\ifx\pdfpagewidth\undefined
	\documentclass[a4]{article}
	\def\ext{eps}
\else
	\documentclass[a4paper,pdftex]{article}
	\def\ext{png}
\fi
\usepackage{graphicx}

\textwidth=18cm
\textheight=24cm
\oddsidemargin=-.4cm
\topmargin=0cm

\def\figwidth{.4\textwidth}

\begin{document}
\title{Squash: Design and Implementation of a\\ Large Scale HTTP Gateway and Masquerader}
\author{
Behdad Esfahbod \quad Hossein Safy Allah\\
\texttt{behdad@behdad.org}\quad\texttt{hossein@bamdad.org}\\
Computing Center\\
Sharif University of Technology
}
\twocolumn
\maketitle
\begin{abstract}
Paying for information on the web is a usual scenario these days.
There would not be much problem if each user is going to pay for
her own needed information, but most of the times, organizations
are going to pay for information needed by they users.  These
organization themselves may charge the higher academic body for
the what they spent in the process.  Setting access rights and
accounting for each single user's access to each information
database consumes a huge amount of time and human resources.  In
this paper we focus on the solution we have designed and
implemented to overcome the problem, by setting up a central
access point that both users and information databases would
interact with.  After discussing the design and its benefits, we
focus on the implementation practice we have done, the base
components used, and scalability issues, and finally propose some
of the ways that the system can be developed to overcome the
current limitations.
\end{abstract}

\section{Introduction}
The growth of Internet and the web technologies in the recent years,
has affected many different aspects of today's people life.  From
regular mail, newspapers, magazines, television, radio, and telephone,
to shopping, computer games, and business, all have reformed to make
proper use of the Internet. 
Among them, what has affected the academic environments, is the
great pool of information and knowledge shared by people all over
the world, and available through the wires connecting them to the
cloudy network.

Information available on the net can be divided in two main categories.
The first category is those information distributed among different
websites and servers that most of them can be reached with modern rich
search engines in a minute or two.  The second category is the 
information gathered in central information databases (infobases)
which contain a huge amount of information in a wide variety of
topics and age, and available and searchable through the website
representing the infobase.  Infobases usually contain the latest
technology and information on topics they cover, by providing
up to date research papers, journals, and conference proceedings.
These are the essentials that an academic environment should be fed
to keep itself updated and produce new science.  The number of
infobases is greatly limited comparing to the providers of the
first category.  Moreover, the infobases that a small environment
may be interested in are usually limited to a few.

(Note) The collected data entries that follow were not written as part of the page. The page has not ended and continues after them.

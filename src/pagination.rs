//! Page windows over search results.

use serde::Serialize;

/// Page size used when the caller asks for less than one item per page.
pub const DEFAULT_PAGE_SIZE: usize = 10;

/// Upper bound on the number of items returned in a single page.
pub const MAX_PAGE_SIZE: usize = 100;

/// A clamped, 1-based pagination window.
#[derive(Clone, Copy, Debug, PartialEq, Eq, Serialize)]
pub struct PageRequest {
    pub page_number: usize,
    pub page_size: usize,
}

impl PageRequest {
    /// Repairs out-of-range input instead of rejecting it: page numbers below
    /// one become one, page sizes below one become [`DEFAULT_PAGE_SIZE`] and
    /// page sizes above [`MAX_PAGE_SIZE`] are capped.
    pub fn new(page_number: i64, page_size: i64) -> Self {
        let page_number = if page_number < 1 {
            1
        } else {
            usize::try_from(page_number).unwrap_or(usize::MAX)
        };

        let page_size = if page_size < 1 {
            DEFAULT_PAGE_SIZE
        } else if page_size > MAX_PAGE_SIZE as i64 {
            MAX_PAGE_SIZE
        } else {
            page_size as usize
        };

        Self {
            page_number,
            page_size,
        }
    }

    /// Number of matching records skipped before this page starts.
    pub fn offset(&self) -> usize {
        (self.page_number - 1).saturating_mul(self.page_size)
    }

    pub fn limit(&self) -> usize {
        self.page_size
    }
}

impl Default for PageRequest {
    fn default() -> Self {
        Self::new(1, DEFAULT_PAGE_SIZE as i64)
    }
}

fn get_pages(
    total_pages: usize,
    current_page: usize,
    left_edge: usize,
    left_current: usize,
    right_current: usize,
    right_edge: usize,
) -> Vec<Option<usize>> {
    let last_page = total_pages;

    if last_page == 0 {
        return vec![];
    }

    let mut pages = Vec::new();

    let left_end = (1 + left_edge).min(last_page + 1);
    pages.extend((1..left_end).map(Some));

    let mid_start = left_end.max(current_page.saturating_sub(left_current));
    let mid_end = (current_page + right_current + 1).min(last_page + 1);

    if mid_start > left_end {
        pages.push(None);
    }
    pages.extend((mid_start..mid_end).map(Some));

    let right_start = mid_end.max(last_page.saturating_sub(right_edge) + 1);

    if right_start > mid_end {
        pages.push(None);
    }
    pages.extend((right_start..=last_page).map(Some));

    pages
}

/// One page of results together with the total number of matches.
///
/// `total_count` counts every match of the filter and does not depend on the
/// page window.
#[derive(Clone, Debug, PartialEq, Serialize)]
pub struct PageResult<T> {
    pub items: Vec<T>,
    pub page_number: usize,
    pub page_size: usize,
    pub total_count: usize,
}

impl<T> PageResult<T> {
    pub fn new(items: Vec<T>, request: PageRequest, total_count: usize) -> Self {
        Self {
            items,
            page_number: request.page_number,
            page_size: request.page_size,
            total_count,
        }
    }

    pub fn total_pages(&self) -> usize {
        self.total_count.div_ceil(self.page_size.max(1))
    }

    pub fn has_next(&self) -> bool {
        self.page_number < self.total_pages()
    }

    pub fn has_previous(&self) -> bool {
        self.page_number > 1
    }

    /// Page links for catalog navigation; `None` marks a gap.
    pub fn pages(&self) -> Vec<Option<usize>> {
        get_pages(self.total_pages(), self.page_number, 2, 2, 4, 2)
    }

    /// Converts every item while keeping the page metadata.
    pub fn map<U, F>(self, f: F) -> PageResult<U>
    where
        F: FnMut(T) -> U,
    {
        PageResult {
            items: self.items.into_iter().map(f).collect(),
            page_number: self.page_number,
            page_size: self.page_size,
            total_count: self.total_count,
        }
    }
}
//! Database and configuration models shared across the catalog.

pub mod config;
pub mod property;
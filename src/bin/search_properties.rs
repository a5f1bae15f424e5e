//! Runs one catalog search and prints the resulting page as JSON.
//!
//! Usage: `search_properties "name=loft&minPrice=500000&pageNumber=2"`

use std::env;

use dotenvy::dotenv;
use serde_json::json;

use property_catalog::db::{establish_configured_pool, run_migrations};
use property_catalog::domain::filter::FilterSpec;
use property_catalog::forms::property::SearchQuery;
use property_catalog::models::config::ServerConfig;
use property_catalog::repository::DieselRepository;
use property_catalog::services::property::list_properties;

fn main() {
    dotenv().ok(); // Load .env file
    env_logger::init_from_env(env_logger::Env::default().default_filter_or("info"));

    let server_config = match ServerConfig::load() {
        Ok(server_config) => server_config,
        Err(err) => {
            log::error!("Error loading server config: {err}");
            std::process::exit(1);
        }
    };

    let raw_query = env::args().nth(1).unwrap_or_default();
    let query = match SearchQuery::parse(&raw_query) {
        Ok(query) => query,
        Err(err) => {
            log::error!("Invalid search query `{raw_query}`: {err}");
            std::process::exit(2);
        }
    };

    let pool = match establish_configured_pool(&server_config) {
        Ok(pool) => pool,
        Err(e) => {
            log::error!("Failed to establish database connection: {e}");
            std::process::exit(1);
        }
    };

    if server_config.run_migrations {
        if let Err(e) = run_migrations(&pool) {
            log::error!("Failed to run migrations: {e}");
            std::process::exit(1);
        }
    }

    let repo = DieselRepository::new(pool);

    let page = match list_properties(&repo, &FilterSpec::from(query)) {
        Ok(page) => page,
        Err(e) => {
            log::error!("Search failed: {e}");
            std::process::exit(1);
        }
    };

    let output = json!({
        "items": page.items,
        "pageNumber": page.page_number,
        "pageSize": page.page_size,
        "totalCount": page.total_count,
        "totalPages": page.total_pages(),
        "pages": page.pages(),
    });

    match serde_json::to_string_pretty(&output) {
        Ok(text) => println!("{text}"),
        Err(e) => {
            log::error!("Failed to render results: {e}");
            std::process::exit(1);
        }
    }
}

\section{Problem Definition}
In the common experience of using infobases, there are a few
\emph{infobases}, lets say up to a hundred ones, and a greater number
of \emph{users} that want to use the infobases.  Here we contrast on
the users from a geographical region, e.g.~a country.  Each user
is a member of some academic environment that may be a university,
a research laboratory, or another kind of department.  We call the
users of each of these environments a \emph{group}.  The process
of requesting and receiving information is mostly done on top of
the common web technology named the Hyper Text Transfer Protocol (HTTP).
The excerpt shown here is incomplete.